Haris Durrani, writing in The Nation, argued in 2019 that "[s]paceflight almost invariably involves activities that directly subjugate marginalized peoples". Mark R. Royce, writing for Providence magazine, argued in 2020 that rather than being a non-partisan, inoffensive, and humanistic endeavor, space exploration is "largely irrational, originating at the intersection of the early Cold War arms race, the mass hysteria of the Red Scare, and the utopian worship of technical progress that characterized the mid-twentieth century." Gabrielle Cornish argued in 2019 that the moon landing was "at its core, a territorial conquest" in the context of the Cold War.

=== Linguistic ===
Several critics have likened space exploration to settler-colonialism and imperialism, with critics such as Deondre Smiles arguing that the exploration of space could lead to further colonization on Earth, pointing to the controversial construction of observatories in Mauna Kea. Sociologist Zuleyka Zevallos at Swinburne University has criticized the language used within and around space science, writing that "there is no democratic way to colonize other lands" and that "It is about profit, and profit always marginalizes minorities". In contrast, Robert Zubrin of the Mars Society responds that it is different from comparing the history of colonialism on Earth with the establishment of colonies on Mars.

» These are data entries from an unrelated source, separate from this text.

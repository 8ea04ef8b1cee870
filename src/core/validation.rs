use std::collections::BTreeMap;
use std::fmt;
use once_cell::sync::Lazy;
use regex::Regex;

use super::contact::{ContactForm, Field};

static EMAIL_PATTERN: Lazy<Regex> = Lazy::new(|| {
    Regex::new(r"^[^\s@]+@[^\s@]+\.[^\s@]+$").unwrap()
});

static PHONE_PATTERN: Lazy<Regex> = Lazy::new(|| {
    Regex::new(r"^[0-9]{10,15}$").unwrap()
});

pub const NAME_REQUIRED: &str   = "Name is required";
pub const EMAIL_REQUIRED: &str  = "Email is required";
pub const EMAIL_INVALID: &str   = "Please enter a valid email address";
pub const PHONE_REQUIRED: &str  = "Phone number is required";
pub const PHONE_INVALID: &str   = "Please enter a valid phone number";

pub fn is_valid_email(input: &str) -> bool {
    EMAIL_PATTERN.is_match(input)
}

pub fn is_valid_phone(input: &str) -> bool {
    PHONE_PATTERN.is_match(input)
}

/// Checks one field, returning the first rule it breaks.
pub fn check(field: Field, value: &str) -> Option<&'static str> {
    match field {
        Field::Name if value.is_empty() => Some(NAME_REQUIRED),
        Field::Name => None,
        Field::Email if value.is_empty() => Some(EMAIL_REQUIRED),
        Field::Email if !is_valid_email(value) => Some(EMAIL_INVALID),
        Field::Email => None,
        Field::Phone if value.is_empty() => Some(PHONE_REQUIRED),
        Field::Phone if !is_valid_phone(value) => Some(PHONE_INVALID),
        Field::Phone => None,
    }
}

pub fn validate(form: &ContactForm) -> Result<(), FieldErrors> {
    let mut errors = FieldErrors::default();
    for field in Field::ALL {
        if let Some(msg) = check(field, form.get(field)) {
            errors.insert(field, msg);
        }
    }

    match errors.is_empty() {
        true => Ok(()),
        false => Err(errors),
    }
}

/// Inline messages keyed by field, in display order.
#[derive(Debug, Clone, Default, PartialEq, Eq)]
pub struct FieldErrors(BTreeMap<Field, String>);

impl FieldErrors {
    pub fn insert(&mut self, field: Field, msg: &str) {
        self.0.insert(field, msg.to_string());
    }

    pub fn get(&self, field: Field) -> Option<&str> {
        self.0.get(&field).map(|v| v.as_str())
    }

    pub fn remove(&mut self, field: Field) {
        self.0.remove(&field);
    }

    pub fn clear(&mut self) {
        self.0.clear();
    }

    pub fn is_empty(&self) -> bool {
        self.0.is_empty()
    }

    pub fn len(&self) -> usize {
        self.0.len()
    }

    pub fn iter(&self) -> impl Iterator<Item = (&Field, &String)> {
        self.0.iter()
    }
}

impl fmt::Display for FieldErrors {
    fn fmt(&self, f: &mut fmt::Formatter<'_>) -> fmt::Result {
        let msgs = self.0.values()
            .map(|v| v.as_str())
            .collect::<Vec<&str>>();
        write!(f, "{}", msgs.join(", "))
    }
}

== From within astrophysics ==
Fulbright scholar and Mars colonization advocate Zahaan Bharmal outlined three hypothetical arguments against human colonization of Mars: (1) that humans will contaminate Mars, (2) that robots have inherent advantages over humans in space exploration, and (3) that issues like climate change, overpopulation, and nuclear war should be prioritized over colonization. While broadly supportive of Mars colonization, Bharmal argues that humans "are perhaps not ready to go to Mars."

== Public opinion ==
Contrary to the common misconception that the American space program in the 1970s had a wide base of support, unifying America, belief that the Apollo program was worth the time and money invested peaked at 55% for a few months after the 1969 Moon landing, and was otherwise fluctuating between 35 and 45%.